Dataset entries:
++++

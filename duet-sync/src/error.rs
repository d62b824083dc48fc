//! Engine-level errors.

use uuid::Uuid;

use crate::config::ConfigError;
use crate::protocol::ProtocolError;
use crate::router::RouteError;
use crate::transport::TransportError;

/// Errors surfaced by the sync engine.
///
/// Transport failures are normally swallowed at relay call sites and turned
/// into "not applied"; they only appear here when an operation explicitly
/// needs the relay (e.g. [`crate::Session::join`]).
#[derive(Debug, thiserror::Error)]
pub enum SyncError {
    /// A pulled batch does not line up with the local version. The stream
    /// can no longer be trusted and stops syncing.
    #[error(
        "{stream} stream out of sync: pulled {count} items at v{base}, relay reports v{last_version}"
    )]
    ApplyConflict {
        stream: &'static str,
        base: u64,
        last_version: u64,
        count: usize,
    },

    #[error("Undecodable update: {0}")]
    Decode(String),

    #[error("Update could not be applied: {0}")]
    Apply(String),

    #[error("Unknown shell session {0}")]
    UnknownShell(Uuid),

    #[error("Offset {offset} is outside the document (length {len})")]
    OutOfRange { offset: usize, len: usize },

    #[error("Session is not connected")]
    NotConnected,

    #[error("Session is closed")]
    Closed,

    #[error(transparent)]
    Transport(#[from] TransportError),

    #[error(transparent)]
    Protocol(#[from] ProtocolError),

    #[error(transparent)]
    Config(#[from] ConfigError),

    #[error(transparent)]
    Route(#[from] RouteError),
}
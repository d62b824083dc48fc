//! Relay connection abstraction.
//!
//! A [`Relay`] wraps one connection to a relay room and exposes the four
//! primitives the sync engine needs: connect, call, subscribe to events, and
//! a readiness query. Two implementations ship with the crate:
//!
//! - [`ws::WsTransport`] — JSON-RPC over a WebSocket (relay assigns peer ids)
//! - [`memory::MemoryTransport`] — in-process broadcast channel, for tests and
//!   single-process setups (random client ids)
//!
//! Event receivers obtained from [`Relay::subscribe`] survive reconnects: the
//! event channel belongs to the transport, not to the underlying socket.

pub mod memory;
pub mod ws;

use std::time::Duration;

use futures_util::future::BoxFuture;
use tokio::sync::broadcast;

use crate::protocol::{PeerMessage, ProtocolError, RelayEvent, RelayRequest, RelayResponse, PeerId, PEER_CHANNEL};

pub use memory::{MemoryHub, MemoryTransport};
pub use ws::WsTransport;

/// Transport failures. None of these are fatal: callers treat them as
/// "nothing happened, try later".
#[derive(Debug, Clone, PartialEq, Eq, thiserror::Error)]
pub enum TransportError {
    #[error("Relay transport is not ready")]
    Unavailable,
    #[error("Relay call timed out after {0:?}")]
    Timeout(Duration),
    #[error("Relay connection closed")]
    Closed,
    #[error("Relay rejected call: {0}")]
    Rejected(String),
    #[error(transparent)]
    Protocol(#[from] ProtocolError),
}

/// One connection to a relay room.
pub trait Relay: Send + Sync {
    /// Open the connection and join the room. Emits [`RelayEvent::Open`].
    fn connect(&self) -> BoxFuture<'_, Result<(), TransportError>>;

    /// Issue one RPC. Fails with [`TransportError::Unavailable`] when not
    /// ready and with [`TransportError::Timeout`] when the relay is slow.
    fn call(&self, request: RelayRequest) -> BoxFuture<'_, Result<RelayResponse, TransportError>>;

    /// Receiver for relay events; stays valid across reconnects.
    fn subscribe(&self) -> broadcast::Receiver<RelayEvent>;

    fn is_ready(&self) -> bool;

    /// Close the connection. In-flight calls resolve to failure.
    fn disconnect(&self) -> BoxFuture<'_, ()>;

    /// Connect again unless already connected.
    fn reconnect(&self) -> BoxFuture<'_, Result<(), TransportError>> {
        Box::pin(async move {
            if self.is_ready() {
                return Ok(());
            }
            self.connect().await
        })
    }
}

/// Send a point-to-point peer message through the relay.
///
/// Returns whether the relay reported delivery; transport failures are
/// logged and reported as not delivered.
pub async fn send_to_peer(relay: &dyn Relay, to: PeerId, message: &PeerMessage) -> bool {
    let encoded = match message.encode() {
        Ok(encoded) => encoded,
        Err(e) => {
            log::warn!("Dropping {} for {to}: {e}", message.kind());
            return false;
        }
    };
    let request = RelayRequest::SendToPrivate {
        to,
        channel: PEER_CHANNEL.to_string(),
        message: encoded,
    };
    match relay.call(request).await {
        Ok(RelayResponse::Delivered(delivered)) => delivered,
        Ok(other) => {
            log::warn!("Unexpected reply to sendToPrivate: {other:?}");
            false
        }
        Err(e) => {
            log::debug!("sendToPrivate to {to} not applied: {e}");
            false
        }
    }
}
//! Per-station crux file resolution.
use std::path::PathBuf;

use crate::config::Config;
use crate::Error;

/// Returns the crux file to hand to the splicer for this station.
/// The station's own folder under `<base>/RINEX/` has priority over the
/// shared crux repository; a station without a crux file aborts the run.
pub fn find_crux_file(cfg: &Config, station: &str) -> Result<PathBuf, Error> {
    let crux_fn = format!("{}_crux.txt", station.to_ascii_lowercase());

    let path = cfg
        .base_dir
        .join("RINEX")
        .join(station.to_ascii_uppercase())
        .join(&crux_fn);
    if path.exists() {
        return Ok(path);
    }

    let path = cfg.crux_dir.join(&crux_fn);
    if path.exists() {
        return Ok(path);
    }

    error!("crux file for station {} not found. Aborting...", station);
    Err(Error::CruxFileMissing(station.to_string()))
}

#[cfg(test)]
mod test {
    use super::find_crux_file;
    use crate::config::Config;
    use crate::Error;
    use std::fs::{create_dir_all, write};
    use std::path::PathBuf;

    fn fixture() -> (tempfile::TempDir, Config) {
        let dir = tempfile::tempdir().unwrap();
        let cfg = Config {
            base_dir: dir.path().join("GNSS"),
            crux_dir: dir.path().join("Crux"),
            gfzrnx: PathBuf::from("gfzrnx"),
        };
        create_dir_all(cfg.base_dir.join("RINEX").join("ABCD")).unwrap();
        create_dir_all(&cfg.crux_dir).unwrap();
        (dir, cfg)
    }

    #[test]
    fn station_folder_has_priority() {
        let (_dir, cfg) = fixture();
        let candidate_1 = cfg.base_dir.join("RINEX").join("ABCD").join("abcd_crux.txt");
        let candidate_2 = cfg.crux_dir.join("abcd_crux.txt");
        write(&candidate_1, b"-").unwrap();
        write(&candidate_2, b"-").unwrap();
        assert_eq!(find_crux_file(&cfg, "ABCD").unwrap(), candidate_1);
    }
    #[test]
    fn repository_fallback() {
        let (_dir, cfg) = fixture();
        let candidate_2 = cfg.crux_dir.join("abcd_crux.txt");
        write(&candidate_2, b"-").unwrap();
        assert_eq!(find_crux_file(&cfg, "ABCD").unwrap(), candidate_2);
    }
    #[test]
    fn lowercase_station_id() {
        // station folders are upper case, crux files lower case,
        // whatever the case of the station directory itself
        let (_dir, cfg) = fixture();
        let candidate_1 = cfg.base_dir.join("RINEX").join("ABCD").join("abcd_crux.txt");
        write(&candidate_1, b"-").unwrap();
        assert_eq!(find_crux_file(&cfg, "abcd").unwrap(), candidate_1);
    }
    #[test]
    fn missing_everywhere_is_fatal() {
        let (_dir, cfg) = fixture();
        match find_crux_file(&cfg, "ABCD") {
            Err(Error::CruxFileMissing(station)) => assert_eq!(station, "ABCD"),
            other => panic!("expected CruxFileMissing, got {:?}", other),
        }
    }
}
//! ISMR record compression.
use std::path::Path;

use crate::fops;
use crate::Error;

/// Compresses every `.ismr` record found one level below the station's
/// ISMR folder. The folder itself is mandatory: a station without it
/// aborts the run. A record that fails to compress is reported and
/// skipped, the sweep continues.
pub fn compress_station(dir: &Path) -> Result<(), Error> {
    if !dir.exists() {
        error!("ISMR path \"{}\" not found. Aborting...", dir.display());
        return Err(Error::IsmrDirMissing(dir.to_path_buf()));
    }
    for date_dir in fops::subdirectories(dir) {
        for ismr in fops::matching_files(&date_dir, ".ismr") {
            debug!("compressing \"{}\"", ismr.display());
            if let Err(e) = fops::gzip_file(&ismr) {
                error!("compress error for \"{}\": {}", ismr.display(), e);
            }
        }
    }
    Ok(())
}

++++

Exercise aim: Please copy the lines in the records above between the one holding "delivery; transport failures are" and the one holding "priority over the", inclusive, exactly and with no other line.

Task solution:
/// Returns whether the relay reported delivery; transport failures are
/// logged and reported as not delivered.
pub async fn send_to_peer(relay: &dyn Relay, to: PeerId, message: &PeerMessage) -> bool {
    let encoded = match message.encode() {
        Ok(encoded) => encoded,
        Err(e) => {
            log::warn!("Dropping {} for {to}: {e}", message.kind());
            return false;
        }
    };
    let request = RelayRequest::SendToPrivate {
        to,
        channel: PEER_CHANNEL.to_string(),
        message: encoded,
    };
    match relay.call(request).await {
        Ok(RelayResponse::Delivered(delivered)) => delivered,
        Ok(other) => {
            log::warn!("Unexpected reply to sendToPrivate: {other:?}");
            false
        }
        Err(e) => {
            log::debug!("sendToPrivate to {to} not applied: {e}");
            false
        }
    }
}
//! Per-station crux file resolution.
use std::path::PathBuf;

use crate::config::Config;
use crate::Error;

/// Returns the crux file to hand to the splicer for this station.
/// The station's own folder under `<base>/RINEX/` has priority over the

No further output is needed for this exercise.